Webster School kindergarten teacher Dorothy Helwig has been a veteran of 37 first days of school, so she knew exactly what to expect when the first schoolbell rang Wednesday.
“There was a time when there was a lot of crying and emotion,” Helwig said. “But not that much anymore. It’s much different now. People asked me if it was an emotional day. I said, ‘For them or for me?’ I’m the one who cried more this time.”
For Tony D’Angelo, it was a totally new experience. While the veteran of the Weehawken school district has been involved with kids for 30 years, Wednesday marked the first time D’Angelo opened the school year as a principal – and it was the first time he experienced the kindergarten anxiety firsthand. D’Angelo became the principal at Webster School last January, but this was his initial first day of school at the job.
“I was concerned with the separation anxiety, but we really didn’t have that many,” D’Angelo said. “The teachers did well. They’re old hats at it. It was a new experience for me.”
While there were a handful of emotional children and equally emotional parents at Webster for the first day of school, the numbers of screaming, crying 5-year-olds are way down.
According to some of the kindergarten teachers at the school, the reason the day isn’t as emotional as it was in the past stems from the children already experiencing school-like settings in the Webster School’s early childhood pre-kindergarten program or in other daycare facilities.
“They usually all come in prepared for school now,” Helwig said. “They have everything they need and they’re ready. They’re so accustomed to being in school now that it’s old hat to them. It’s not as emotional as it used to be.”
Helwig said that she had a child who was a little sad that his father was leaving him alone for the first time.
“He said he wanted to kiss his father goodbye one more time,” Helwig said. “He didn’t press the issue. I told the boy that he already kissed his father and that his father was gone. He was sad for a little while, but it was only about two minutes or so, then he was absolutely fine. If the parent stays around, it only gets worse.”
Helwig said that she has plenty of personal experience with separation anxiety. Her daughter apparently cried for almost two months after leaving her mother for the first time.
“I thought she needed to be with other children,” Helwig said. “I know what it’s like to leave a child crying. I didn’t know what it was like until I did it myself, what it’s like to walk away. It’s not easy.”
The biggest challenges
Laura Gagliostro has been teaching kindergarten for 13 years. She also knows that the first day can be emotional. “It can be emotionally trying, both on the parent and the child,” Gagliostro said. “But because most of these students attend Pre-K, they’re used to getting ready for school in the morning and they know what they have to do. We really don’t have too many criers anymore. There are a few tears, but nothing that lasts more than two or three minutes.”
Gagliostro said that she also had personal experience this year, as her son attended kindergarten for the first time.

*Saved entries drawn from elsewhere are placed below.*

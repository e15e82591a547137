pub mod convert;
pub mod info;
pub mod init;
pub mod resolve;
pub mod validate;

pub use convert::{convert, ConvertArgs};
pub use info::{info, InfoArgs};
pub use init::{init, InitArgs};
pub use resolve::{resolve, ResolveArgs};
pub use validate::{validate, ValidateArgs};

use anyhow::{anyhow, Result};
use knecht_codec::format_error;
use knecht_editor::{load_str, Document, EditorError};
use std::fs;
use std::path::Path;

/// Read and decode an exchange file, rendering decode errors against the source
pub(crate) fn open_document(path: &Path) -> Result<Document> {
    let source = fs::read_to_string(path).map_err(|e| anyhow!("Cannot read {}: {}", path.display(), e))?;
    let loaded = load_str(&source);

    match loaded.error {
        None => Ok(loaded.document),
        Some(EditorError::Codec(err)) => {
            let file_name = path.file_name().and_then(|n| n.to_str()).unwrap_or("unknown");
            Err(anyhow!("\n{}", format_error(&source, file_name, &err)))
        }
        Some(err) => Err(err.into()),
    }
}
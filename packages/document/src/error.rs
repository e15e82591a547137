use crate::arena::NodeId;
use knecht_common::CellError;
use thiserror::Error;

pub type DocumentResult<T> = Result<T, DocumentError>;

#[derive(Error, Debug, Clone, PartialEq, Eq)]
pub enum DocumentError {
    #[error("Node not found: {0:?}")]
    NodeNotFound(NodeId),

    #[error("No row {row} under {parent:?}")]
    InvalidAddress { row: usize, parent: NodeId },

    #[error("The root node cannot be edited")]
    RootNotEditable,

    #[error("Cell error: {0}")]
    Cell(#[from] CellError),
}
//! Generational arena backing the node tree.
//!
//! Handles stay cheap to copy and never dangle silently: a removed slot
//! bumps its generation, so stale [`NodeId`]s simply stop resolving.

use serde::{Deserialize, Serialize};

#[derive(Debug, Clone, Copy, PartialEq, Eq, Hash, PartialOrd, Ord, Serialize, Deserialize)]
pub struct NodeId {
    index: u32,
    generation: u32,
}

impl NodeId {
    pub fn index(self) -> usize {
        self.index as usize
    }

    pub fn generation(self) -> u32 {
        self.generation
    }
}

#[derive(Debug, Clone)]
struct Slot<T> {
    generation: u32,
    value: Option<T>,
}

#[derive(Debug, Clone)]
pub struct Arena<T> {
    slots: Vec<Slot<T>>,
    free: Vec<u32>,
    len: usize,
}

impl<T> Arena<T> {
    pub fn new() -> Self {
        Self {
            slots: Vec::new(),
            free: Vec::new(),
            len: 0,
        }
    }

    pub fn insert(&mut self, value: T) -> NodeId {
        self.len += 1;
        if let Some(index) = self.free.pop() {
            let slot = &mut self.slots[index as usize];
            slot.value = Some(value);
            return NodeId {
                index,
                generation: slot.generation,
            };
        }

        let index = self.slots.len() as u32;
        self.slots.push(Slot {
            generation: 0,
            value: Some(value),
        });
        NodeId {
            index,
            generation: 0,
        }
    }

    pub fn remove(&mut self, id: NodeId) -> Option<T> {
        let slot = self.slots.get_mut(id.index())?;
        if slot.generation != id.generation {
            return None;
        }
        let value = slot.value.take()?;
        slot.generation = slot.generation.wrapping_add(1);
        self.free.push(id.index);
        self.len -= 1;
        Some(value)
    }

    pub fn get(&self, id: NodeId) -> Option<&T> {
        self.slots
            .get(id.index())
            .filter(|slot| slot.generation == id.generation)
            .and_then(|slot| slot.value.as_ref())
    }

    pub fn get_mut(&mut self, id: NodeId) -> Option<&mut T> {
        self.slots
            .get_mut(id.index())
            .filter(|slot| slot.generation == id.generation)
            .and_then(|slot| slot.value.as_mut())
    }

    pub fn contains(&self, id: NodeId) -> bool {
        self.get(id).is_some()
    }

    pub fn len(&self) -> usize {
        self.len
    }

    pub fn is_empty(&self) -> bool {
        self.len == 0
    }

    pub fn iter(&self) -> impl Iterator<Item = (NodeId, &T)> {
        self.slots.iter().enumerate().filter_map(|(index, slot)| {
            slot.value.as_ref().map(|value| {
                (
                    NodeId {
                        index: index as u32,
                        generation: slot.generation,
                    },
                    value,
                )
            })
        })
    }

    pub fn clear(&mut self) {
        for (index, slot) in self.slots.iter_mut().enumerate() {
            if slot.value.take().is_some() {
                slot.generation = slot.generation.wrapping_add(1);
                self.free.push(index as u32);
            }
        }
        self.len = 0;
    }
}

impl<T> Default for Arena<T> {
    fn default() -> Self {
        Self::new()
    }
}

#[cfg(test)]
mod tests {
    use super::*;

    #[test]
    fn test_insert_get_remove() {
        let mut arena = Arena::new();
        let a = arena.insert("a");
        let b = arena.insert("b");
        assert_eq!(arena.get(a), Some(&"a"));
        assert_eq!(arena.len(), 2);
        assert_eq!(arena.remove(a), Some("a"));
        assert_eq!(arena.get(a), None);
        assert_eq!(arena.remove(a), None);
        assert_eq!(arena.get(b), Some(&"b"));
        assert_eq!(arena.len(), 1);
    }

    #[test]
    fn test_stale_handle_does_not_resolve_reused_slot() {
        let mut arena = Arena::new();
        let a = arena.insert(1);
        arena.remove(a);
        let c = arena.insert(3);
        assert_eq!(a.index(), c.index());
        assert_ne!(a, c);
        assert_eq!(arena.get(a), None);
        assert_eq!(arena.get(c), Some(&3));
    }

    #[test]
    fn test_clear_invalidates_handles() {
        let mut arena = Arena::new();
        let ids: Vec<NodeId> = (0..4).map(|i| arena.insert(i)).collect();
        arena.clear();
        assert!(arena.is_empty());
        assert!(ids.iter().all(|id| !arena.contains(*id)));
        assert_eq!(arena.iter().count(), 0);
    }
}
mod commands;
mod config;

use clap::{Parser, Subcommand};
use colored::Colorize;
use commands::{convert, info, init, resolve, validate, ConvertArgs, InfoArgs, InitArgs, ResolveArgs, ValidateArgs};
use config::Config;
use std::path::PathBuf;
use tracing_subscriber::EnvFilter;

/// Knecht CLI - inspect and resolve variant preset documents
#[derive(Parser, Debug)]
#[command(name = "knecht")]
#[command(author, version, about, long_about = None)]
struct Cli {
    /// Config file (defaults to knecht.config.json in the working directory)
    #[arg(long, global = true)]
    config: Option<PathBuf>,

    #[command(subcommand)]
    command: Command,
}

#[derive(Subcommand, Debug)]
enum Command {
    /// Write a default config file
    Init(InitArgs),

    /// Report dangling references, cycles and duplicate ids
    Validate(ValidateArgs),

    /// Print the flattened variant list of a preset
    Resolve(ResolveArgs),

    /// Re-encode an exchange file
    Convert(ConvertArgs),

    /// Summarize the contents of an exchange file
    Info(InfoArgs),
}

fn init_tracing(level: &str) {
    tracing_subscriber::fmt()
        .with_env_filter(EnvFilter::try_from_default_env().unwrap_or_else(|_| EnvFilter::new(level)))
        .with_writer(std::io::stderr)
        .init();
}

fn load_config(cli: &Cli, cwd: &str) -> anyhow::Result<Config> {
    match &cli.config {
        Some(path) => Config::load_from(path),
        None => Config::load(cwd),
    }
}

fn main() {
    let cli = Cli::parse();

    let cwd = std::env::current_dir()
        .unwrap_or_else(|_| PathBuf::from("."))
        .display()
        .to_string();

    let config = match load_config(&cli, &cwd) {
        Ok(config) => config,
        Err(err) => {
            eprintln!("{} invalid config: {}", "Error:".red().bold(), err);
            std::process::exit(1);
        }
    };
    init_tracing(&config.log_level);

    let result = match cli.command {
        Command::Init(args) => init(args, &cwd),
        Command::Validate(args) => validate(args, &config),
        Command::Resolve(args) => resolve(args, &config),
        Command::Convert(args) => convert(args),
        Command::Info(args) => info(args),
    };

    if let Err(err) = result {
        eprintln!();
        eprintln!("{} {}", "Error:".red().bold(), err);
        eprintln!();
        std::process::exit(1);
    }
}
use crate::error::CellError;

/// Result type for cell reads and writes
pub type CellResult<T> = Result<T, CellError>;
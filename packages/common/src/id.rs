use serde::{Deserialize, Serialize};
use std::fmt;
use uuid::Uuid;

/// Identity of a preset, or the target of a reference.
///
/// Identities only live in memory. The exchange format stores small
/// sequential integers instead and every load mints fresh values.
#[derive(Debug, Clone, Copy, PartialEq, Eq, Hash, PartialOrd, Ord, Serialize, Deserialize)]
#[serde(transparent)]
pub struct ItemId(Uuid);

impl ItemId {
    /// Mint a fresh random identity
    pub fn new() -> Self {
        Self(Uuid::new_v4())
    }

    /// Parse the textual form, with or without surrounding braces
    pub fn parse(text: &str) -> Option<Self> {
        let trimmed = text.trim().trim_start_matches('{').trim_end_matches('}');
        Uuid::parse_str(trimmed)
            .ok()
            .filter(|uuid| !uuid.is_nil())
            .map(Self)
    }

    pub fn as_uuid(&self) -> &Uuid {
        &self.0
    }
}

impl Default for ItemId {
    fn default() -> Self {
        Self::new()
    }
}

impl From<Uuid> for ItemId {
    fn from(uuid: Uuid) -> Self {
        Self(uuid)
    }
}

impl fmt::Display for ItemId {
    fn fmt(&self, f: &mut fmt::Formatter<'_>) -> fmt::Result {
        write!(f, "{}", self.0.hyphenated())
    }
}

#[cfg(test)]
mod tests {
    use super::*;

    #[test]
    fn test_fresh_ids_are_unique() {
        let a = ItemId::new();
        let b = ItemId::new();
        assert_ne!(a, b);
    }

    #[test]
    fn test_parse_accepts_braced_form() {
        let id = ItemId::new();
        let braced = format!("{{{}}}", id);
        assert_eq!(ItemId::parse(&braced), Some(id));
        assert_eq!(ItemId::parse(&id.to_string()), Some(id));
    }

    #[test]
    fn test_parse_rejects_garbage_and_nil() {
        assert_eq!(ItemId::parse(""), None);
        assert_eq!(ItemId::parse("12"), None);
        assert_eq!(ItemId::parse("00000000-0000-0000-0000-000000000000"), None);
    }
}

“I knew exactly what those parents were feeling,” Gagliostro said. “I have a lot more sympathy for them now.”
Gagliostro said that during the first few days, the students just want to know when they are going home.
“So you have to tell them exactly what they’re doing, that we’re going to have a snack, then play, then color and after they color, then Mommy is coming,” Gagliostro said. “It has to be very structured. Children need that. After you get through the first few days, then everything is a breeze.”
D’Angelo said that perhaps the biggest challenge of the first day of school was weeding out the parents in the school’s hallway.
“They all have their cameras and camcorders,” D’Angelo said. “It’s almost like a graduation. They’re all fighting for position to take pictures of their kids and they don’t want to leave. Eventually, they got the idea. That was quite a change for me. It was unique.”
Helwig said that things have changed so much in the last 20 years, thanks to the Pre-K preparation.
“The only problem I have is that I’m now teaching the children of children I once taught. Now, that’s scary.”
Helwig said. “Besides that, everything went well. The kids all got on the right buses and they had a nice day.”
Helwig said that the real challenge starts Monday when the full-day sessions begin.
“When we get to lunch period and they’ve already eaten their lunch during the day, then that’s the next big challenge,” Helwig said.